##### DATA SUPPLIED #####
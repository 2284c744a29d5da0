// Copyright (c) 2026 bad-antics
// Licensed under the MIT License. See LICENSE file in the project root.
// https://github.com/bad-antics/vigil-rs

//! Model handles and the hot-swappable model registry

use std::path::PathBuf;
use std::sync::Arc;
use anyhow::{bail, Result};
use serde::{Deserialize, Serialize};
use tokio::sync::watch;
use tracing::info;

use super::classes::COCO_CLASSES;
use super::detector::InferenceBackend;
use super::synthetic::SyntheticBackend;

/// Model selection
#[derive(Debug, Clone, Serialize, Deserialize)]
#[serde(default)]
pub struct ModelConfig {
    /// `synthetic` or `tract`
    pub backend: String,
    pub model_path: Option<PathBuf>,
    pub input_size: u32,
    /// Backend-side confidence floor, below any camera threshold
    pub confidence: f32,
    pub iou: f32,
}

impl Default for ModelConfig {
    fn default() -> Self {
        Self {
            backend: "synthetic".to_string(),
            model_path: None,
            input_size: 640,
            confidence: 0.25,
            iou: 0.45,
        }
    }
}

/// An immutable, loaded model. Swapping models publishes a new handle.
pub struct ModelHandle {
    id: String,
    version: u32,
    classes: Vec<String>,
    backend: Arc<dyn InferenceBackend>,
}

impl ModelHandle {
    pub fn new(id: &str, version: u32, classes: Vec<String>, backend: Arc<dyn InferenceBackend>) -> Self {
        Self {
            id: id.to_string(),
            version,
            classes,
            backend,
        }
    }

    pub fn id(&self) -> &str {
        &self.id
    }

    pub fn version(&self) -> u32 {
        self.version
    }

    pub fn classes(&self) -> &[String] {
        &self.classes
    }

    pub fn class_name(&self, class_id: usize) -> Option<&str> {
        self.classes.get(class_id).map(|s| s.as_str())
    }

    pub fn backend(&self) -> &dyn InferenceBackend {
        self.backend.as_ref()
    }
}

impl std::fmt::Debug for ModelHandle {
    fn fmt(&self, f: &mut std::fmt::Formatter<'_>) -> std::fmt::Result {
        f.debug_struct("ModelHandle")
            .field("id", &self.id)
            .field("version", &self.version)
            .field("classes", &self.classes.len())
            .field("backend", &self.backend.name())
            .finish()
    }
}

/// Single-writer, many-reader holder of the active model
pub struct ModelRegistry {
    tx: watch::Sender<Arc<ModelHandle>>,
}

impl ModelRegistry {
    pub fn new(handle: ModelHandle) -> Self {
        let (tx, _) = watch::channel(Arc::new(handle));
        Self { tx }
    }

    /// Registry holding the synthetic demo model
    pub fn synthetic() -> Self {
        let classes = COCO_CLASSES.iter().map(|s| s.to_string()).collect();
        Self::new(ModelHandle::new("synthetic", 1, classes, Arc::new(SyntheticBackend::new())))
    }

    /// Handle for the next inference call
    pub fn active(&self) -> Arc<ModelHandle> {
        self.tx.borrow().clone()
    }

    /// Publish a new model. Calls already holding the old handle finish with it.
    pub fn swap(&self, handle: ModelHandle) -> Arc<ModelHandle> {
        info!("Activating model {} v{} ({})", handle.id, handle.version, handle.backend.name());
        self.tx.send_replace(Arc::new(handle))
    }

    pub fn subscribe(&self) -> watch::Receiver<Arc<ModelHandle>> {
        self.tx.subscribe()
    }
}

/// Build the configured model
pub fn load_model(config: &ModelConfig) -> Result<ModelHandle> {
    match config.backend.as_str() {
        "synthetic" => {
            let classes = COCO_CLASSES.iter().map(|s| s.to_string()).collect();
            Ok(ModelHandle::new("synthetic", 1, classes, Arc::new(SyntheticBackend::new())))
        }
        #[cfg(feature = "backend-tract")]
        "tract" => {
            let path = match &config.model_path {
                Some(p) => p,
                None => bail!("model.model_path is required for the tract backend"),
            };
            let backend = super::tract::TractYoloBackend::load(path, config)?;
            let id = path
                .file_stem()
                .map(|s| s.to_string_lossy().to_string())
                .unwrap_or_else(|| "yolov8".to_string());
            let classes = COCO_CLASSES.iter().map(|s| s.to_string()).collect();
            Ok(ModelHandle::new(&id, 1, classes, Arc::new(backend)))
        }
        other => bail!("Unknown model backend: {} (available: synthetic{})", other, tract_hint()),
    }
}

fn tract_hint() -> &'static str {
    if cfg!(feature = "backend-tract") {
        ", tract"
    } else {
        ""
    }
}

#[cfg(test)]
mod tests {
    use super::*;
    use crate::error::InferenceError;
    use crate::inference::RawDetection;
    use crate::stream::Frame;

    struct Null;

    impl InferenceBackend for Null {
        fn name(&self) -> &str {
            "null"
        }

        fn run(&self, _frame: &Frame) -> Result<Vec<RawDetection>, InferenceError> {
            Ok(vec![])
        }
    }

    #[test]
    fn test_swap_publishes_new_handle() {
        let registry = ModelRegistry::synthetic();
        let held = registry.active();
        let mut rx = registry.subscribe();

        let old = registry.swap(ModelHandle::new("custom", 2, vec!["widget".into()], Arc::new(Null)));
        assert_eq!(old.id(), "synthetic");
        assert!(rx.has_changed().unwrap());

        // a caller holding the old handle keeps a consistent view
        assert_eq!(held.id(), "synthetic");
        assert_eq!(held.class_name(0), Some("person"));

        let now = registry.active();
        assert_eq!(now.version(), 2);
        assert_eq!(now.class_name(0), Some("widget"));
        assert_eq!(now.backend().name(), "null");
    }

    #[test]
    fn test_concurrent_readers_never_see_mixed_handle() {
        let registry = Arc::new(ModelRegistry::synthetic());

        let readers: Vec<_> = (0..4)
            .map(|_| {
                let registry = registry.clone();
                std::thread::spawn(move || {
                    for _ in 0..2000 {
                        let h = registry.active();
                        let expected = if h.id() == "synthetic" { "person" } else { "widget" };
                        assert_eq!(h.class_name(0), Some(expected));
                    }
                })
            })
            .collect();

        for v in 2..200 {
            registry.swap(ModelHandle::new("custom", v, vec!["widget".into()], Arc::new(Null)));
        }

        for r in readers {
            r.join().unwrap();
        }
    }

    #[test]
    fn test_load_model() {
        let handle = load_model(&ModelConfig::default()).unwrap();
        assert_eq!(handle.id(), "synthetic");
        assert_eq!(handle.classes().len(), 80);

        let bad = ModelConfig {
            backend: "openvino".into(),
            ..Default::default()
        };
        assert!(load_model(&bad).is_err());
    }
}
#####
REQUIRED WORK:
Starting with the first line of the data above, copy each line exactly until you reach the line with "use super::classes::COCO_CLASSES;"; include that line as well.

ANSWER SECTION:
repository 2284c744a29d5da0
// Copyright (c) 2026 bad-antics
// Licensed under the MIT License. See LICENSE file in the project root.
// https://github.com/bad-antics/vigil-rs

//! Model handles and the hot-swappable model registry

use std::path::PathBuf;
use std::sync::Arc;
use anyhow::{bail, Result};
use serde::{Deserialize, Serialize};
use tokio::sync::watch;
use tracing::info;

use super::classes::COCO_CLASSES;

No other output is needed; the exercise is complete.